I'm not sure why everyone feels compelled to lay out their connections to this kind of violence. Everyone had a September 11th story, or knew someone who was there. In a way, it's ghoulish to want to be connected with this kind of event, but I don't think that's the motivation of even a small minority of people. I believe that it's a reflection on our own mortality. Each of us pictures ourselves in such a situation. What if I had been there? Would I have been injured? Killed? I think everyone worries that we'd be the unfortunate ones.

I want to express my great love and sympathy for the victims, the families, and indeed all the British people. Three years ago, when I was a student in Italy, I recieved nothing but love and support from people expressing their feelings about the September 11th attacks. It was such a comfort to feel the solidarity of the world against that horror. I want to do what I can to extend this sentiment to the British people now. We love you and we are with you.

Tuesday, July 05, 2005

My friends and I have revived family dinner night. Some are in the same boat as me, others have been forced back into their college jobs after some sort of employment debacle so no one has any money. We all get together to eat spaghetti or lasagna, or something else equally economical, watch tv, and commune. Even though it represents our assorted failures, it's nice to have everyone in the same place again. Now we can watch the Red Sox and hope that two miracles in one lifetime isn't too much to ask.

I'm not even sure that this is a very good idea, but seeing that I'm just as mouthy and opinionated as anyone, I may as well get on with it.

It's been a strange few months for me. After a truly tedious series of interviews, phone conversations, and school visits, I haven't found a job that wouldn't be a daily misery. I suppose it's my own fault, being a Latin teacher isn't exactly a growth field. I had an offer that I thought I was going to take: Brockton, MA, but when I went to see the school I'd be teaching in, everything about it made me want to cry. I just couldn't sign the papers.

Now I'm mired in studying for the MTEL, which I'm probably going to fail. I wouldn't be so upset if the damn thing wasn't so expensive; I don't know if I can afford a re-take. Everyone I've spoken to about the Latin test says that it's absurdly specific: if you haven't read the particular selections from the particular authors, you're in trouble. Good people fail it all the time. So between reading selections of Vergil, Cicero, Horace, Catullus, and Pliny the Younger which I have no idea are even the right ones, I have to try to remember the entire Greek language.

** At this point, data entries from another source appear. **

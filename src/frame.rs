use chrono::{NaiveDateTime, NaiveTime};
use serde::{Serialize, Serializer};
use std::collections::HashSet;
use std::fmt;

use crate::error::{Result, SweeperError};

/// A single cell of a frame
///
/// Integers are kept exactly as `Int`; only fractional or out-of-range
/// numbers become `Number`. Serialises to the natural JSON type, with
/// date-times as their CSV text and `null` for missing entries.
#[derive(Clone, Debug, PartialEq)]
pub enum Value {
    Int(i64),
    Number(f64),
    Text(String),
    Bool(bool),
    DateTime(NaiveDateTime),
    Empty,
}

impl Value {
    pub fn is_empty(&self) -> bool {
        matches!(self, Value::Empty)
    }

    /// `Int` and `Number` cells count as numbers
    pub fn is_number(&self) -> bool {
        matches!(self, Value::Int(_) | Value::Number(_))
    }

    pub fn as_number(&self) -> Option<f64> {
        match self {
            Value::Int(i) => Some(*i as f64),
            Value::Number(n) => Some(*n),
            _ => None,
        }
    }

    /// Shorthand for building text cells in code and tests
    pub fn text(s: impl Into<String>) -> Self {
        Value::Text(s.into())
    }
}

impl From<i64> for Value {
    fn from(i: i64) -> Self {
        Value::Int(i)
    }
}

impl From<f64> for Value {
    fn from(n: f64) -> Self {
        Value::Number(n)
    }
}

impl From<&str> for Value {
    fn from(s: &str) -> Self {
        Value::Text(s.to_string())
    }
}

impl From<bool> for Value {
    fn from(b: bool) -> Self {
        Value::Bool(b)
    }
}

impl From<NaiveDateTime> for Value {
    fn from(dt: NaiveDateTime) -> Self {
        Value::DateTime(dt)
    }
}

impl<T: Into<Value>> From<Option<T>> for Value {
    fn from(v: Option<T>) -> Self {
        v.map_or(Value::Empty, Into::into)
    }
}

impl fmt::Display for Value {
    /// Renders the value the way it is written to CSV
    ///
    /// Integral numbers print without a fractional part, booleans as
    /// `True`/`False`, midnight date-times as a bare date, missing values
    /// as the empty string.
    fn fmt(&self, f: &mut fmt::Formatter<'_>) -> fmt::Result {
        match self {
            Value::Int(i) => write!(f, "{}", i),
            Value::Number(n) if n.fract() == 0.0 && n.abs() < 1e15 => write!(f, "{}", *n as i64),
            Value::Number(n) => write!(f, "{}", n),
            Value::Text(s) => f.write_str(s),
            Value::Bool(true) => f.write_str("True"),
            Value::Bool(false) => f.write_str("False"),
            Value::DateTime(dt) if dt.time() == NaiveTime::MIN => {
                write!(f, "{}", dt.format("%Y-%m-%d"))
            }
            Value::DateTime(dt) => write!(f, "{}", dt.format("%Y-%m-%d %H:%M:%S")),
            Value::Empty => Ok(()),
        }
    }
}

impl Serialize for Value {
    fn serialize<S: Serializer>(&self, serializer: S) -> std::result::Result<S::Ok, S::Error> {
        match self {
            Value::Int(i) => serializer.serialize_i64(*i),
            Value::Number(n) => serializer.serialize_f64(*n),
            Value::Text(s) => serializer.serialize_str(s),
            Value::Bool(b) => serializer.serialize_bool(*b),
            Value::DateTime(_) => serializer.collect_str(self),
            Value::Empty => serializer.serialize_none(),
        }
    }
}

/// A named column of values
#[derive(Clone, Debug, PartialEq)]
pub struct Column {
    pub name: String,
    pub values: Vec<Value>,
}

impl Column {
    /// A column is numeric when every present value is a number and at
    /// least one value is present
    pub fn is_numeric(&self) -> bool {
        let mut present = self.values.iter().filter(|v| !v.is_empty()).peekable();
        present.peek().is_some() && present.all(Value::is_number)
    }

    pub fn missing_count(&self) -> usize {
        self.values.iter().filter(|v| v.is_empty()).count()
    }
}

/// An in-memory table of named columns and aligned rows
///
/// Every column always holds exactly `height` values. Row removal goes
/// through [`Frame::retain_rows`] so the same mask is applied to every
/// column.
#[derive(Clone, Debug, PartialEq, Default)]
pub struct Frame {
    columns: Vec<Column>,
    height: usize,
}

impl Frame {
    /// Builds a frame from a header and row-major data
    ///
    /// Short rows are padded with [`Value::Empty`]; extra trailing cells
    /// beyond the header width are dropped.
    ///
    /// # Examples
    /// ```
    /// use data_sweeper::frame::{Frame, Value};
    ///
    /// let frame = Frame::from_rows(
    ///     vec!["a".to_string(), "b".to_string()],
    ///     vec![vec![Value::Number(1.0)], vec![Value::Number(2.0), Value::text("x")]],
    /// );
    /// assert_eq!(frame.height(), 2);
    /// assert_eq!(frame.column("b").unwrap().values[0], Value::Empty);
    /// ```
    pub fn from_rows(headers: Vec<String>, rows: Vec<Vec<Value>>) -> Self {
        let height = rows.len();
        let mut columns: Vec<Column> = headers
            .into_iter()
            .map(|name| Column {
                name,
                values: Vec::with_capacity(height),
            })
            .collect();

        for row in rows {
            let mut cells = row.into_iter();
            for column in columns.iter_mut() {
                column.values.push(cells.next().unwrap_or(Value::Empty));
            }
        }

        Frame { columns, height }
    }

    /// Builds a frame from whole columns
    ///
    /// Columns shorter than the longest one are padded with missing values.
    pub fn from_columns(mut columns: Vec<Column>) -> Self {
        let height = columns.iter().map(|c| c.values.len()).max().unwrap_or(0);
        for column in columns.iter_mut() {
            column.values.resize(height, Value::Empty);
        }
        Frame { columns, height }
    }

    pub fn height(&self) -> usize {
        self.height
    }

    pub fn width(&self) -> usize {
        self.columns.len()
    }

    pub fn columns(&self) -> &[Column] {
        &self.columns
    }

    pub fn column(&self, name: &str) -> Option<&Column> {
        self.columns.iter().find(|c| c.name == name)
    }

    pub fn column_names(&self) -> Vec<&str> {
        self.columns.iter().map(|c| c.name.as_str()).collect()
    }

    /// Names of the numeric columns, in frame order
    pub fn numeric_columns(&self) -> Vec<&str> {
        self.columns
            .iter()
            .filter(|c| c.is_numeric())
            .map(|c| c.name.as_str())
            .collect()
    }

    pub fn rows(&self) -> impl Iterator<Item = Vec<&Value>> + '_ {
        (0..self.height).map(move |r| self.columns.iter().map(|c| &c.values[r]).collect())
    }

    /// The first `n` rows, used for previews
    pub fn head(&self, n: usize) -> Vec<Vec<&Value>> {
        self.rows().take(n).collect()
    }

    /// Keeps only the rows for which `keep` is true
    ///
    /// `keep` must have one entry per row.
    pub(crate) fn retain_rows(&mut self, keep: &[bool]) {
        debug_assert_eq!(keep.len(), self.height);
        for column in self.columns.iter_mut() {
            let mut flags = keep.iter();
            column.values.retain(|_| *flags.next().unwrap_or(&false));
        }
        self.height = keep.iter().filter(|k| **k).count();
    }

    pub(crate) fn columns_mut(&mut self) -> &mut [Column] {
        &mut self.columns
    }

    /// Restricts the frame to the named columns
    ///
    /// Retained columns keep their original order regardless of the order
    /// (or repetition) of `names`. An unknown name fails the whole call
    /// and leaves the frame as it was.
    ///
    /// # Errors
    /// * [`SweeperError::UnknownColumn`] for the first name not in the frame
    pub fn select_columns<S: AsRef<str>>(&mut self, names: &[S]) -> Result<()> {
        let wanted: HashSet<&str> = names.iter().map(|n| n.as_ref()).collect();

        if let Some(missing) = names
            .iter()
            .map(|n| n.as_ref())
            .find(|n| self.column(n).is_none())
        {
            return Err(SweeperError::UnknownColumn(missing.to_string()));
        }

        self.columns.retain(|c| wanted.contains(c.name.as_str()));
        Ok(())
    }
}

#[cfg(test)]
mod tests {
    use super::*;

    fn sample() -> Frame {
        Frame::from_rows(
            vec!["id".into(), "name".into(), "score".into()],
            vec![
                vec![1.0.into(), "ann".into(), 9.5.into()],
                vec![2.0.into(), "bob".into(), Value::Empty],
                vec![3.0.into(), "cy".into(), 7.0.into()],
            ],
        )
    }

    #[test]
    fn numeric_detection_ignores_missing() {
        let frame = sample();
        assert_eq!(frame.numeric_columns(), vec!["id", "score"]);
    }

    #[test]
    fn all_missing_column_is_not_numeric() {
        let frame = Frame::from_rows(vec!["x".into()], vec![vec![Value::Empty]]);
        assert!(frame.numeric_columns().is_empty());
    }

    #[test]
    fn retain_rows_keeps_columns_aligned() {
        let mut frame = sample();
        frame.retain_rows(&[true, false, true]);
        assert_eq!(frame.height(), 2);
        let rows: Vec<_> = frame.rows().collect();
        assert_eq!(rows[1], vec![&Value::Number(3.0), &Value::text("cy"), &Value::Number(7.0)]);
    }

    #[test]
    fn display_formats_integral_numbers_without_fraction() {
        assert_eq!(Value::Number(3.0).to_string(), "3");
        assert_eq!(Value::Number(2.5).to_string(), "2.5");
        assert_eq!(Value::Bool(true).to_string(), "True");
        assert_eq!(Value::Empty.to_string(), "");
    }

    #[test]
    fn large_integers_display_exactly() {
        assert_eq!(Value::Int(9_007_199_254_740_993).to_string(), "9007199254740993");
        assert_eq!(Value::Int(i64::MIN).to_string(), "-9223372036854775808");
    }

    #[test]
    fn datetimes_display_like_pandas() {
        let day = chrono::NaiveDate::from_ymd_opt(2024, 3, 15).unwrap();
        assert_eq!(Value::DateTime(day.and_hms_opt(0, 0, 0).unwrap()).to_string(), "2024-03-15");
        assert_eq!(
            Value::DateTime(day.and_hms_opt(10, 30, 0).unwrap()).to_string(),
            "2024-03-15 10:30:00"
        );
    }

    #[test]
    fn int_columns_are_numeric() {
        let frame = Frame::from_rows(
            vec!["n".into()],
            vec![vec![Value::Int(1)], vec![Value::Number(2.5)], vec![Value::Empty]],
        );
        assert_eq!(frame.numeric_columns(), vec!["n"]);
    }
}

I haven't even looked at Greek as more than a curiosity in the past three years.

As bad as it might seem, I've got some ideas for so-called "employment." I've seen quilts, little ones, selling for almost a hundered dollars. I know I could whip those out pretty quick. I've also looked into teaching Latin to homeschoolers and tutoring. There's always substitute teaching, too. I think I could be a "professional project finisher" for lazy knitters if I improved my skills a bit. I can do (or figure out quickly) everything but cables.

So, there are some bright spots. I do wonder if I'm just being really idiotic about all this, though. I guess we'll find out.